A Question on the Balance of Ecosystems on the Microbial Scale
Say that we had some living quarters on an Earth-like planet, within a moderately-sized base. The inhabitants of this base can freely roam the planet without environmental protection, and thus can bring back some less-than-pleasant microorganisms that like to group together then feed upon big sleeping things. As a result, before this base gets too large to keep proper tabs on all of its residents, the Powers that Be are investigating a sort of automated room-wide decontamination field.
This field would trigger at regular intervals, and absolutely kill everything in the room, with no regard to size or composition. Safety is paramount, but not the focus here -- what the Powers are investigating at the moment is how this might affect the microecology of these areas. Simply put, how would completely wiping a room of all microbial life once a day affect the bodies of those living in said room?

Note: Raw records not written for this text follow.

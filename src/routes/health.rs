use axum::{Json, extract::State};
use serde_json::{Value, json};

use crate::router::AppState;

pub async fn health(State(state): State<AppState>) -> Json<Value> {
    let database = match state.db.ping().await {
        Ok(()) => "ok",
        Err(e) => {
            tracing::warn!("Health check could not reach the database: {}", e);
            "unavailable"
        }
    };
    Json(json!({ "status": "ok", "database": database }))
}

pub async fn ping() -> &'static str {
    "pong"
}
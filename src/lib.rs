pub mod config;
pub mod database;
pub mod entities;
pub mod error;
pub mod impact;
pub mod import;
pub mod router;
pub mod routes;
pub mod slides;
pub mod store;
pub mod util;
use std::collections::BTreeMap;

use chrono::{Datelike, NaiveDate, NaiveDateTime};
use serde::{Deserialize, Serialize};

const FISCAL_YEAR_START_MONTH: u32 = 7;

/// A July 1 to June 30 accounting period, named by the calendar year it ends in.
#[derive(Debug, Clone, Copy, PartialEq, Eq, PartialOrd, Ord, Hash, Serialize, Deserialize)]
#[serde(transparent)]
pub struct FiscalYear(pub i32);

impl FiscalYear {
    pub fn containing(date: NaiveDate) -> Self {
        if date.month() >= FISCAL_YEAR_START_MONTH {
            FiscalYear(date.year() + 1)
        } else {
            FiscalYear(date.year())
        }
    }

    pub fn start(&self) -> NaiveDate {
        NaiveDate::from_ymd_opt(self.0 - 1, FISCAL_YEAR_START_MONTH, 1)
            .unwrap_or(NaiveDate::MIN)
    }

    pub fn end(&self) -> NaiveDate {
        NaiveDate::from_ymd_opt(self.0, 6, 30).unwrap_or(NaiveDate::MAX)
    }

    pub fn contains(&self, date: NaiveDate) -> bool {
        FiscalYear::containing(date) == *self
    }

    pub fn label(&self) -> String {
        format!("FY{}", self.0)
    }
}

/// Anything dated and valued that can be bucketed into fiscal years.
pub trait Dated {
    fn date(&self) -> NaiveDateTime;
    fn value(&self) -> f64;
}

impl Dated for crate::entities::donation::Model {
    fn date(&self) -> NaiveDateTime {
        self.timestamp
    }

    fn value(&self) -> f64 {
        self.amount
    }
}

impl Dated for crate::entities::volunteer_shift::Model {
    fn date(&self) -> NaiveDateTime {
        self.shift_date
    }

    fn value(&self) -> f64 {
        self.hours
    }
}

#[derive(Debug, Clone, PartialEq, Serialize, Deserialize)]
pub struct FiscalYearSummary {
    pub fiscal_year: FiscalYear,
    pub label: String,
    pub total: f64,
    pub count: usize,
}

/// Groups records by fiscal year, newest year first.
pub fn summarize_by_fiscal_year<T: Dated>(records: &[T]) -> Vec<FiscalYearSummary> {
    let mut buckets: BTreeMap<FiscalYear, (f64, usize)> = BTreeMap::new();
    for record in records {
        let entry = buckets
            .entry(FiscalYear::containing(record.date().date()))
            .or_insert((0.0, 0));
        entry.0 += record.value();
        entry.1 += 1;
    }

    buckets
        .into_iter()
        .rev()
        .map(|(fiscal_year, (total, count))| FiscalYearSummary {
            fiscal_year,
            label: fiscal_year.label(),
            total: (total * 100.0).round() / 100.0,
            count,
        })
        .collect()
}

pub fn total_for_fiscal_year<T: Dated>(records: &[T], fiscal_year: FiscalYear) -> f64 {
    records
        .iter()
        .filter(|record| fiscal_year.contains(record.date().date()))
        .map(|record| record.value())
        .sum()
}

The Powers are aware that there are many beneficial microorganisms which we humans live in harmony with, such as those that help us digest. Would a regular wipe harm these, or other symbiotic microbes the Powers may be unaware of? To be clear, the residents would be nowhere near these rooms when the sweep occurs, so there would be no direct cleansing of a person's internals -- though it is suspected that sleeping in a clean room may upset some delicate balance, or throw off one's immune system.
Bonus points for explaining scalability. Perhaps a room means nothing in the grand scheme of things, since these humans will be out-and-about most of the time anyhow. But what if we did this to entire buildings -- might office workers start to suffer, spending all their time in massive clean zones?